Dans un tweet, le président du Conseil européen (représentant les 28 Etats membres), Donald Tusk, a promis une « approche européenne unie » et précisé que les dirigeants européens aborderaient la crise nucléaire iranienne mais aussi la guerre commerciale qui menace avec les Etats-Unis lors de leur sommet la semaine prochaine à Sofia.
En annonçant le retrait des Etats-Unis de l’accord nucléaire iranien, M. Trump a promis également le rétablissement des sanctions contre Téhéran qui avaient été levées en contrepartie de l’engagement pris par l’Iran de ne pas se doter de l’arme nucléaire. « Tout pays qui aidera l’Iran dans sa quête d’armes nucléaires pourrait aussi être fortement sanctionné par les Etats-Unis », a prévenu le président.
Le rétablissement de ces sanctions liées au programme nucléaire iranien serait effectif « immédiatement » pour les nouveaux contrats, a affirmé mardi le conseiller à la sécurité nationale John Bolton, précisant que les entreprises déjà engagées en Iran auraient, elles, quelques mois pour en « sortir ».
Le Trésor américain a fait savoir que les sanctions concernant les anciens contrats conclus en Iran entreraient en vigueur après une période de transition de 90 à 180 jours, quelques minutes après l’annonce par le président Donald Trump du retrait des Etats-Unis de l’accord sur le nucléaire signé entre Téhéran et les grandes puissances en 2015.
« Il est absolument possible que des sanctions supplémentaires puissent suivre, si nous avons de nouvelles informations », a précisé John Bolton. « Nous voulons mettre le plus de pression économique possible sur l’Iran et leur dénier l’accès aux revenus qu’ils auraient eu » sans retrait américain, a ajouté le conseiller à la sécurité nationale du président Trump.
Concrètement, « la décision signée aujourd’hui par le président rétablit immédiatement les sanctions qui existaient à l’époque de l’accord », a-t-il expliqué à la presse après l’annonce de Donald Trump. « Aucun nouveau contrat n’est autorisé. »
Pour les contrats déjà en cours, et notamment pour les entreprises étrangères, souvent européennes, qui ont investi en Iran, la période de transition, de trois à six mois, « est une manière de donner aux sociétés l’occasion de sortir » du pays, a-t-il ajouté. « Par exemple dans le cas d’achats de pétrole iranien, si c’est un contrat avec des dispositions de long terme », « ils ont six mois, trois mois, ou une autre période entre les deux pour se retirer avant l’entrée en vigueur des sanctions », a détaillé l’ambassadeur Bolton.

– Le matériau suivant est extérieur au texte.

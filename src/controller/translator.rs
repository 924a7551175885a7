//! # Command Translator Module
//!
//! Maps gamepad input to vehicle commands, once per poll tick.
//!
//! ## Assignments (defaults)
//!
//! | Input | Command | Trigger |
//! |-------|---------|---------|
//! | Right Stick X | `rc` roll | every tick |
//! | Right Stick Y | `rc` pitch | every tick |
//! | Left Stick Y | `rc` throttle | every tick |
//! | Left Stick X | `rc` yaw | every tick |
//! | Cross (1) | `land` | rising edge |
//! | Circle (2) | `battery?` | rising edge |
//! | Triangle (3) | `takeoff` | rising edge |
//! | L1 + R1 + L2 + R2 (4-7) | `emergency` | rising edge of all four held |
//!
//! The `rc` command is emitted every tick even when nothing changed; the
//! vehicle drops to hover if it stops hearing it.
//!
//! ## Usage
//!
//! ```
//! use tello_bridge::command::protocol::Command;
//! use tello_bridge::controller::source::{ButtonSet, InputFrame};
//! use tello_bridge::controller::translator::CommandTranslator;
//!
//! let mut translator = CommandTranslator::new();
//! let frame = InputFrame { buttons: ButtonSet::from_indices(&[3]), ..Default::default() };
//!
//! let commands = translator.translate(&frame);
//! assert_eq!(commands[0], Command::Takeoff);
//! assert!(matches!(commands[1], Command::Rc(_)));
//! ```

use super::calibration::AxisCalibration;
use super::source::{buttons, ButtonSet, InputFrame};
use crate::command::protocol::Command;

/// Which button indices trigger which commands
#[derive(Debug, Clone, PartialEq, Eq)]
pub struct ButtonMap {
    /// One-shot commands fired on a press
    pub one_shots: Vec<(usize, Command)>,
    /// Buttons that must all be held to fire `emergency`
    pub emergency_combo: [usize; 4],
}

impl Default for ButtonMap {
    fn default() -> Self {
        Self {
            one_shots: vec![
                (buttons::SOUTH, Command::Land),
                (buttons::EAST, Command::QueryBattery),
                (buttons::NORTH, Command::Takeoff),
            ],
            emergency_combo: [buttons::L1, buttons::R1, buttons::L2, buttons::R2],
        }
    }
}

/// Buttons held on the previous tick
///
/// Owned by the translator and updated once per tick.
#[derive(Debug, Clone, Copy, Default, PartialEq, Eq)]
pub struct ButtonLatchState {
    previous: ButtonSet,
}

impl ButtonLatchState {
    /// Whether `index` went from released to held
    #[must_use]
    pub fn rising(&self, current: &ButtonSet, index: usize) -> bool {
        current.contains(index) && !self.previous.contains(index)
    }

    /// Whether the conjunction of `indices` went from false to true
    #[must_use]
    pub fn rising_all(&self, current: &ButtonSet, indices: &[usize]) -> bool {
        current.contains_all(indices) && !self.previous.contains_all(indices)
    }

    /// Remember `current` for the next tick
    pub fn latch(&mut self, current: ButtonSet) {
        self.previous = current;
    }
}

/// Turns input frames into commands.
#[derive(Debug, Clone, Default)]
pub struct CommandTranslator {
    calibration: AxisCalibration,
    buttons: ButtonMap,
    latch: ButtonLatchState,
}

impl CommandTranslator {
    /// Creates a translator with default deadzone and button assignments.
    #[must_use]
    pub fn new() -> Self {
        Self::default()
    }

    /// Creates a translator with explicit calibration and button map.
    #[must_use]
    pub fn with_config(calibration: AxisCalibration, buttons: ButtonMap) -> Self {
        Self {
            calibration,
            buttons,
            latch: ButtonLatchState::default(),
        }
    }

    /// Translates one tick of input.
    ///
    /// # Returns
    ///
    /// One-shot commands in button-map order, then the combo command, then
    /// exactly one `rc` command.
    pub fn translate(&mut self, frame: &InputFrame) -> Vec<Command> {
        let mut commands = Vec::with_capacity(2);
        let held = &frame.buttons;

        for &(index, command) in &self.buttons.one_shots {
            if self.latch.rising(held, index) {
                commands.push(command);
            }
        }

        if self.latch.rising_all(held, &self.buttons.emergency_combo) {
            commands.push(Command::Emergency);
        }

        self.latch.latch(*held);

        let vector = self.calibration.to_control_vector(&frame.sticks);
        commands.push(Command::Rc(vector));
        commands
    }

    /// Adopts `frame` as the button history without emitting anything.
    ///
    /// Used after the device was re-detected: buttons held through the
    /// outage stay latched, buttons released during it re-arm.
    pub fn rebase(&mut self, frame: &InputFrame) {
        self.latch.latch(frame.buttons);
    }
}
//! # Command Encoder
//!
//! Turns typed [`Command`]s into wire messages.

use bytes::Bytes;

use super::protocol::*;

/// Encode a command into an ASCII datagram
///
/// # Arguments
///
/// * `command` - Command to encode
///
/// # Returns
///
/// * `CommandMessage` - Payload without terminator, tagged with its console treatment
///
/// # Examples
///
/// ```
/// use tello_bridge::command::encoder::encode_command;
/// use tello_bridge::command::protocol::{Command, MessageKind};
///
/// let msg = encode_command(&Command::Land);
/// assert_eq!(&msg.payload[..], b"land");
/// assert_eq!(msg.kind, MessageKind::Logged);
/// ```
pub fn encode_command(command: &Command) -> CommandMessage {
    let text = match command {
        Command::Speed(cm_s) => Command::Speed((*cm_s).clamp(SPEED_MIN, SPEED_MAX)).to_string(),
        other => other.to_string(),
    };
    debug_assert!(text.len() <= MAX_COMMAND_LEN);

    CommandMessage {
        payload: Bytes::from(text),
        kind: message_kind(command),
    }
}

/// Console treatment for a command
///
/// Only the continuous stick command is high-frequency.
pub fn message_kind(command: &Command) -> MessageKind {
    match command {
        Command::Rc(_) => MessageKind::HighFrequency,
        _ => MessageKind::Logged,
    }
}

Prié de dire s’il s’agissait d’un délai pour poursuivre les négociations diplomatiques sur l’accord de 2015, il a répondu sèchement : « Nous sommes sortis de l’accord, nous sommes sortis. »
En revanche, a-t-il assuré, Donald Trump « est prêt à envisager des discussions sur une solution beaucoup plus large » s’attaquant « à l’attitude néfaste de l’Iran », « nous avons déjà eu des discussions avec nos alliés et on continuera dès demain matin ».

L’ancien président américain Barack Obama a qualifié mardi de « grave erreur » la décision de Donald Trump, jugeant que l’accord « fonctionne » et est dans l’intérêt de Washington.
« Je pense que la décision de mettre le JCPOA en danger sans aucune violation de l’accord de la part des Iraniens est une grave erreur », a indiqué l’ex-président américain, très discret depuis son départ de la Maison Blanche, dans un communiqué au ton particulièrement ferme.
De son côté, Téhéran a déclaré mardi soir vouloir discuter rapidement avec les Européens, les Chinois et les Russes pour voir si ces derniers peuvent garantir les intérêts de l’Iran après le retrait des Etats-Unis de l’accord sur le nucléaire iranien.